What to do:
Copy out nothing but the line containing "Actor::Me => registry" and the lines that follow it to the end of the entries, exactly as they stand.

The data:
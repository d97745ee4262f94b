//! Template resolution: validates a request and interpolates it into the
//! localized sentence for its language.

use crate::error::{AliasError, ConfigurationError, ValidationError};
use crate::i18n::LanguageRegistry;
use regex::{Captures, Regex};
use std::sync::OnceLock;
use tracing::debug;

/// Maximum number of flag digits.
pub const MAX_FLAGS_LEN: usize = 10;

/// Who the alias is about.
#[derive(Debug, Clone, PartialEq, Eq)]
pub enum Actor {
    /// The speaker; rendered as the language's first-person pronoun.
    Me,
    /// A named actor, inserted as given (after trimming).
    Named(String),
}

impl Actor {
    /// Map raw input onto an actor. Blank input means [`Actor::Me`].
    pub fn from_input(input: &str) -> Self {
        let trimmed = trim_field(input);
        if trimmed.is_empty() {
            Actor::Me
        } else {
            Actor::Named(trimmed.to_string())
        }
    }
}

/// Everything needed to compose one alias.
#[derive(Debug, Clone, PartialEq, Eq)]
pub struct AliasRequest {
    pub language_code: String,
    pub flags: String,
    pub actor: Actor,
    pub role: String,
    pub scope: String,
}

impl AliasRequest {
    /// Build a request from raw strings, treating a blank `actor` as [`Actor::Me`].
    pub fn new(language_code: &str, flags: &str, actor: &str, role: &str, scope: &str) -> Self {
        Self {
            language_code: language_code.to_string(),
            flags: flags.to_string(),
            actor: Actor::from_input(actor),
            role: role.to_string(),
            scope: scope.to_string(),
        }
    }
}

/// Strip edge whitespace from a request field.
///
/// Besides `White_Space`, the information separators U+001C..U+001F count as
/// blanks here, so a field holding only separators is empty.
pub fn trim_field(field: &str) -> &str {
    field.trim_matches(|c: char| c.is_whitespace() || ('\u{1c}'..='\u{1f}').contains(&c))
}

static PLACEHOLDER_REGEX: OnceLock<Regex> = OnceLock::new();

/// Substitute `{name}` placeholders in one pass over `template`.
///
/// Values are inserted verbatim and never rescanned, so braces inside them
/// are plain text. Placeholders without a value are left untouched.
pub fn interpolate(template: &str, values: &[(&str, &str)]) -> String {
    let regex = PLACEHOLDER_REGEX.get_or_init(|| Regex::new(r"\{([A-Za-z_]+)\}").unwrap());

    regex
        .replace_all(template, |caps: &Captures| {
            let name = &caps[1];
            values
                .iter()
                .find(|(key, _)| *key == name)
                .map(|(_, value)| value.to_string())
                .unwrap_or_else(|| caps[0].to_string())
        })
        .into_owned()
}

/// Validate `request` and compose its localized sentence.
///
/// Checks run in a fixed order and the first failure is returned:
/// role, flag characters, flag length, pronoun, scope template, sentence
/// template.
pub fn resolve(registry: &LanguageRegistry, request: &AliasRequest) -> Result<String, AliasError> {
    let code = request.language_code.as_str();
    let flags = trim_field(&request.flags);
    let role = trim_field(&request.role);
    let scope = trim_field(&request.scope);

    if role.is_empty() {
        return Err(ValidationError::EmptyRole.into());
    }
    if !flags.chars().all(|c| c.is_ascii_digit()) {
        return Err(ValidationError::FlagsNotDigits.into());
    }
    if flags.len() > MAX_FLAGS_LEN {
        return Err(ValidationError::FlagsTooLong { len: flags.len() }.into());
    }

    let who = match &request.actor {
        Actor::Me => registry
            .pronoun(code)
            .ok_or_else(|| ConfigurationError::MissingPronoun(code.to_string()))?,
        Actor::Named(name) => trim_field(name),
    };

    let flags_prefix = if flags.is_empty() {
        String::new()
    } else {
        let mut digits: Vec<char> = flags.chars().collect();
        digits.sort();
        let mut prefix: String = digits.into_iter().collect();
        prefix.push(' ');
        prefix
    };

    let scope_clause = if scope.is_empty() {
        String::new()
    } else {
        let template = registry
            .scope_template(code)
            .ok_or_else(|| ConfigurationError::MissingScopeTemplate(code.to_string()))?;
        format!(" {}", interpolate(template, &[("org", scope)]))
    };

    let template = registry
        .sentence_template(code)
        .ok_or_else(|| ConfigurationError::MissingSentenceTemplate(code.to_string()))?;

    let composed = interpolate(
        template,
        &[
            ("flags", flags_prefix.as_str()),
            ("who", who),
            ("role", role),
            ("scope", scope_clause.as_str()),
        ],
    );

    debug!(language = code, composed = %composed, "Resolved alias template");
    Ok(composed)
}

Reply:
        Actor::Me => registry
            .pronoun(code)
            .ok_or_else(|| ConfigurationError::MissingPronoun(code.to_string()))?,
        Actor::Named(name) => trim_field(name),
    };

    let flags_prefix = if flags.is_empty() {
        String::new()
    } else {
        let mut digits: Vec<char> = flags.chars().collect();
        digits.sort();
        let mut prefix: String = digits.into_iter().collect();
        prefix.push(' ');
        prefix
    };

    let scope_clause = if scope.is_empty() {
        String::new()
    } else {
        let template = registry
            .scope_template(code)
            .ok_or_else(|| ConfigurationError::MissingScopeTemplate(code.to_string()))?;
        format!(" {}", interpolate(template, &[("org", scope)]))
    };

    let template = registry
        .sentence_template(code)
        .ok_or_else(|| ConfigurationError::MissingSentenceTemplate(code.to_string()))?;

    let composed = interpolate(
        template,
        &[
            ("flags", flags_prefix.as_str()),
            ("who", who),
            ("role", role),
            ("scope", scope_clause.as_str()),
        ],
    );

    debug!(language = code, composed = %composed, "Resolved alias template");
    Ok(composed)
}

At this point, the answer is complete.